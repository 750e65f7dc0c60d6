//! Controls visibility
//!
//! Controls show on any pointer activity and hide after the idle delay, but
//! only while playing and not hovered. One idle timer is pending at most;
//! a fired id that is no longer the pending one is ignored.

use crate::host::{TimerHost, TimerId};
use crate::types::PlaybackState;
use std::time::{Duration, Instant};
use tracing::trace;

#[derive(Debug, Clone)]
pub struct ControlsVisibility {
    visible: bool,
    hovered: bool,
    pending: Option<TimerId>,
    last_activity: Option<Instant>,
    hide_delay: Duration,
}

impl ControlsVisibility {
    pub fn new(hide_delay: Duration) -> Self {
        Self {
            visible: true,
            hovered: false,
            pending: None,
            last_activity: None,
            hide_delay,
        }
    }

    pub fn is_visible(&self) -> bool {
        self.visible
    }

    pub fn is_hovered(&self) -> bool {
        self.hovered
    }

    pub fn pending_timer(&self) -> Option<TimerId> {
        self.pending
    }

    /// When the pointer last moved over the player
    ///
    /// Kept as part of the visibility record for hosts; hiding is driven by
    /// the idle timer alone and never reads it.
    pub fn last_activity(&self) -> Option<Instant> {
        self.last_activity
    }

    /// Pointer moved over the player. Returns true if visibility changed.
    pub fn pointer_moved(&mut self, timers: &mut dyn TimerHost) -> bool {
        self.last_activity = Some(Instant::now());
        let changed = self.show();
        self.restart_timer(timers);
        changed
    }

    /// Pointer entered or left the controls bar
    pub fn set_hovered(&mut self, hovered: bool, timers: &mut dyn TimerHost) -> bool {
        self.hovered = hovered;
        if hovered {
            self.cancel_timer(timers);
            self.show()
        } else {
            self.restart_timer(timers);
            false
        }
    }

    /// Playback state moved
    ///
    /// Anything but `Playing` pins the controls visible. Entering `Playing`
    /// arms the idle timer if none is pending.
    pub fn playback_changed(&mut self, state: PlaybackState, timers: &mut dyn TimerHost) -> bool {
        if state.is_playing() {
            if self.pending.is_none() && !self.hovered {
                self.restart_timer(timers);
            }
            false
        } else {
            self.cancel_timer(timers);
            self.show()
        }
    }

    /// Idle timer fired. Returns true if the controls were hidden.
    pub fn timer_fired(&mut self, id: TimerId, state: PlaybackState) -> bool {
        if self.pending != Some(id) {
            trace!(%id, "Ignoring stale idle timer");
            return false;
        }
        self.pending = None;

        if state.is_playing() && !self.hovered && self.visible {
            self.visible = false;
            trace!("Controls hidden after idle delay");
            return true;
        }
        false
    }

    /// Cancel the pending timer. Called on unmount.
    pub fn teardown(&mut self, timers: &mut dyn TimerHost) {
        self.cancel_timer(timers);
    }

    fn show(&mut self) -> bool {
        let changed = !self.visible;
        self.visible = true;
        changed
    }

    fn restart_timer(&mut self, timers: &mut dyn TimerHost) {
        self.cancel_timer(timers);
        self.pending = Some(timers.schedule(self.hide_delay));
    }

    fn cancel_timer(&mut self, timers: &mut dyn TimerHost) {
        if let Some(id) = self.pending.take() {
            timers.cancel(id);
        }
    }
}

#[cfg(test)]
mod tests {
    use super::*;
    use crate::testing::FakeTimers;

    const DELAY: Duration = Duration::from_millis(3000);

    fn playing_controls(timers: &mut FakeTimers) -> ControlsVisibility {
        let mut controls = ControlsVisibility::new(DELAY);
        controls.playback_changed(PlaybackState::Playing, timers);
        controls
    }

    #[test]
    fn starts_visible() {
        let controls = ControlsVisibility::new(DELAY);
        assert!(controls.is_visible());
        assert!(controls.pending_timer().is_none());
    }

    #[test]
    fn hides_after_idle_while_playing() {
        let mut timers = FakeTimers::default();
        let mut controls = playing_controls(&mut timers);
        let id = controls.pending_timer().unwrap();

        assert_eq!(timers.scheduled, vec![(id, DELAY)]);
        assert!(controls.timer_fired(id, PlaybackState::Playing));
        assert!(!controls.is_visible());
    }

    #[test]
    fn pointer_movement_replaces_pending_timer() {
        let mut timers = FakeTimers::default();
        let mut controls = playing_controls(&mut timers);
        let first = controls.pending_timer().unwrap();

        controls.pointer_moved(&mut timers);
        let second = controls.pending_timer().unwrap();

        assert_ne!(first, second);
        assert_eq!(timers.live(), vec![second]);
        assert!(controls.last_activity().is_some());

        // Late delivery of the cancelled timer does nothing
        assert!(!controls.timer_fired(first, PlaybackState::Playing));
        assert!(controls.is_visible());
    }

    #[test]
    fn pointer_movement_reveals_hidden_controls() {
        let mut timers = FakeTimers::default();
        let mut controls = playing_controls(&mut timers);
        let id = controls.pending_timer().unwrap();
        controls.timer_fired(id, PlaybackState::Playing);

        assert!(controls.pointer_moved(&mut timers));
        assert!(controls.is_visible());
    }

    #[test]
    fn hover_keeps_controls_visible() {
        let mut timers = FakeTimers::default();
        let mut controls = playing_controls(&mut timers);
        let id = controls.pending_timer().unwrap();

        controls.set_hovered(true, &mut timers);
        assert!(timers.cancelled.contains(&id));
        assert!(!controls.timer_fired(id, PlaybackState::Playing));
        assert!(controls.is_visible());

        controls.set_hovered(false, &mut timers);
        let rearmed = controls.pending_timer().unwrap();
        assert!(controls.timer_fired(rearmed, PlaybackState::Playing));
    }

    #[test]
    fn paused_forces_visible_and_cancels_timer() {
        let mut timers = FakeTimers::default();
        let mut controls = playing_controls(&mut timers);
        let id = controls.pending_timer().unwrap();
        controls.timer_fired(id, PlaybackState::Playing);
        assert!(!controls.is_visible());

        assert!(controls.playback_changed(PlaybackState::Paused, &mut timers));
        assert!(controls.is_visible());
        assert!(controls.pending_timer().is_none());

        controls.playback_changed(PlaybackState::Playing, &mut timers);
        let rearmed = controls.pending_timer().unwrap();
        controls.playback_changed(PlaybackState::Loading, &mut timers);
        assert!(timers.cancelled.contains(&rearmed));
    }

    #[test]
    fn expiry_while_not_playing_keeps_controls() {
        let mut timers = FakeTimers::default();
        let mut controls = ControlsVisibility::new(DELAY);
        controls.pointer_moved(&mut timers);
        let id = controls.pending_timer().unwrap();

        assert!(!controls.timer_fired(id, PlaybackState::Buffering));
        assert!(controls.is_visible());
    }

    #[test]
    fn teardown_cancels_pending_timer() {
        let mut timers = FakeTimers::default();
        let mut controls = playing_controls(&mut timers);
        controls.teardown(&mut timers);
        assert!(timers.live().is_empty());
        assert!(controls.pending_timer().is_none());
    }
}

=-=-=-=-=

None of the lines above may be skipped. Transcribe each one exactly.

repository 750e65f7dc0c60d6
//! Controls visibility
//!
//! Controls show on any pointer activity and hide after the idle delay, but
//! only while playing and not hovered. One idle timer is pending at most;
//! a fired id that is no longer the pending one is ignored.

use crate::host::{TimerHost, TimerId};
use crate::types::PlaybackState;
use std::time::{Duration, Instant};
use tracing::trace;

#[derive(Debug, Clone)]
pub struct ControlsVisibility {
    visible: bool,
    hovered: bool,
    pending: Option<TimerId>,
    last_activity: Option<Instant>,
    hide_delay: Duration,
}

impl ControlsVisibility {
    pub fn new(hide_delay: Duration) -> Self {
        Self {
            visible: true,
            hovered: false,
            pending: None,
            last_activity: None,
            hide_delay,
        }
    }

    pub fn is_visible(&self) -> bool {
        self.visible
    }

    pub fn is_hovered(&self) -> bool {
        self.hovered
    }

    pub fn pending_timer(&self) -> Option<TimerId> {
        self.pending
    }

    /// When the pointer last moved over the player
    ///
    /// Kept as part of the visibility record for hosts; hiding is driven by
    /// the idle timer alone and never reads it.
    pub fn last_activity(&self) -> Option<Instant> {
        self.last_activity
    }

    /// Pointer moved over the player. Returns true if visibility changed.
    pub fn pointer_moved(&mut self, timers: &mut dyn TimerHost) -> bool {
        self.last_activity = Some(Instant::now());
        let changed = self.show();
        self.restart_timer(timers);
        changed
    }

    /// Pointer entered or left the controls bar
    pub fn set_hovered(&mut self, hovered: bool, timers: &mut dyn TimerHost) -> bool {
        self.hovered = hovered;
        if hovered {
            self.cancel_timer(timers);
            self.show()
        } else {
            self.restart_timer(timers);
            false
        }
    }

    /// Playback state moved
    ///
    /// Anything but `Playing` pins the controls visible. Entering `Playing`
    /// arms the idle timer if none is pending.
    pub fn playback_changed(&mut self, state: PlaybackState, timers: &mut dyn TimerHost) -> bool {
        if state.is_playing() {
            if self.pending.is_none() && !self.hovered {
                self.restart_timer(timers);
            }
            false
        } else {
            self.cancel_timer(timers);
            self.show()
        }
    }

    /// Idle timer fired. Returns true if the controls were hidden.
    pub fn timer_fired(&mut self, id: TimerId, state: PlaybackState) -> bool {
        if self.pending != Some(id) {
            trace!(%id, "Ignoring stale idle timer");
            return false;
        }
        self.pending = None;

        if state.is_playing() && !self.hovered && self.visible {
            self.visible = false;
            trace!("Controls hidden after idle delay");
            return true;
        }
        false
    }

    /// Cancel the pending timer. Called on unmount.
    pub fn teardown(&mut self, timers: &mut dyn TimerHost) {
        self.cancel_timer(timers);
    }

    fn show(&mut self) -> bool {
        let changed = !self.visible;
        self.visible = true;
        changed
    }

    fn restart_timer(&mut self, timers: &mut dyn TimerHost) {
        self.cancel_timer(timers);
        self.pending = Some(timers.schedule(self.hide_delay));
    }

    fn cancel_timer(&mut self, timers: &mut dyn TimerHost) {
        if let Some(id) = self.pending.take() {
            timers.cancel(id);
        }
    }
}

#[cfg(test)]
mod tests {
    use super::*;
    use crate::testing::FakeTimers;

    const DELAY: Duration = Duration::from_millis(3000);

    fn playing_controls(timers: &mut FakeTimers) -> ControlsVisibility {
        let mut controls = ControlsVisibility::new(DELAY);
        controls.playback_changed(PlaybackState::Playing, timers);
        controls
    }

    #[test]
    fn starts_visible() {
        let controls = ControlsVisibility::new(DELAY);
        assert!(controls.is_visible());
        assert!(controls.pending_timer().is_none());
    }

    #[test]
    fn hides_after_idle_while_playing() {
        let mut timers = FakeTimers::default();
        let mut controls = playing_controls(&mut timers);
        let id = controls.pending_timer().unwrap();

        assert_eq!(timers.scheduled, vec![(id, DELAY)]);
        assert!(controls.timer_fired(id, PlaybackState::Playing));
        assert!(!controls.is_visible());
    }

    #[test]
    fn pointer_movement_replaces_pending_timer() {
        let mut timers = FakeTimers::default();
        let mut controls = playing_controls(&mut timers);
        let first = controls.pending_timer().unwrap();

        controls.pointer_moved(&mut timers);
        let second = controls.pending_timer().unwrap();

        assert_ne!(first, second);
        assert_eq!(timers.live(), vec![second]);
        assert!(controls.last_activity().is_some());

        // Late delivery of the cancelled timer does nothing
        assert!(!controls.timer_fired(first, PlaybackState::Playing));
        assert!(controls.is_visible());
    }

    #[test]
    fn pointer_movement_reveals_hidden_controls() {
        let mut timers = FakeTimers::default();
        let mut controls = playing_controls(&mut timers);
        let id = controls.pending_timer().unwrap();
        controls.timer_fired(id, PlaybackState::Playing);

        assert!(controls.pointer_moved(&mut timers));
        assert!(controls.is_visible());
    }

    #[test]
    fn hover_keeps_controls_visible() {
        let mut timers = FakeTimers::default();
        let mut controls = playing_controls(&mut timers);
        let id = controls.pending_timer().unwrap();

        controls.set_hovered(true, &mut timers);
        assert!(timers.cancelled.contains(&id));
        assert!(!controls.timer_fired(id, PlaybackState::Playing));
        assert!(controls.is_visible());

        controls.set_hovered(false, &mut timers);
        let rearmed = controls.pending_timer().unwrap();
        assert!(controls.timer_fired(rearmed, PlaybackState::Playing));
    }

    #[test]
    fn paused_forces_visible_and_cancels_timer() {
        let mut timers = FakeTimers::default();
        let mut controls = playing_controls(&mut timers);
        let id = controls.pending_timer().unwrap();
        controls.timer_fired(id, PlaybackState::Playing);
        assert!(!controls.is_visible());

        assert!(controls.playback_changed(PlaybackState::Paused, &mut timers));
        assert!(controls.is_visible());
        assert!(controls.pending_timer().is_none());

        controls.playback_changed(PlaybackState::Playing, &mut timers);
        let rearmed = controls.pending_timer().unwrap();
        controls.playback_changed(PlaybackState::Loading, &mut timers);
        assert!(timers.cancelled.contains(&rearmed));
    }

    #[test]
    fn expiry_while_not_playing_keeps_controls() {
        let mut timers = FakeTimers::default();
        let mut controls = ControlsVisibility::new(DELAY);
        controls.pointer_moved(&mut timers);
        let id = controls.pending_timer().unwrap();

        assert!(!controls.timer_fired(id, PlaybackState::Buffering));
        assert!(controls.is_visible());
    }

    #[test]
    fn teardown_cancels_pending_timer() {
        let mut timers = FakeTimers::default();
        let mut controls = playing_controls(&mut timers);
        controls.teardown(&mut timers);
        assert!(timers.live().is_empty());
        assert!(controls.pending_timer().is_none());
    }
}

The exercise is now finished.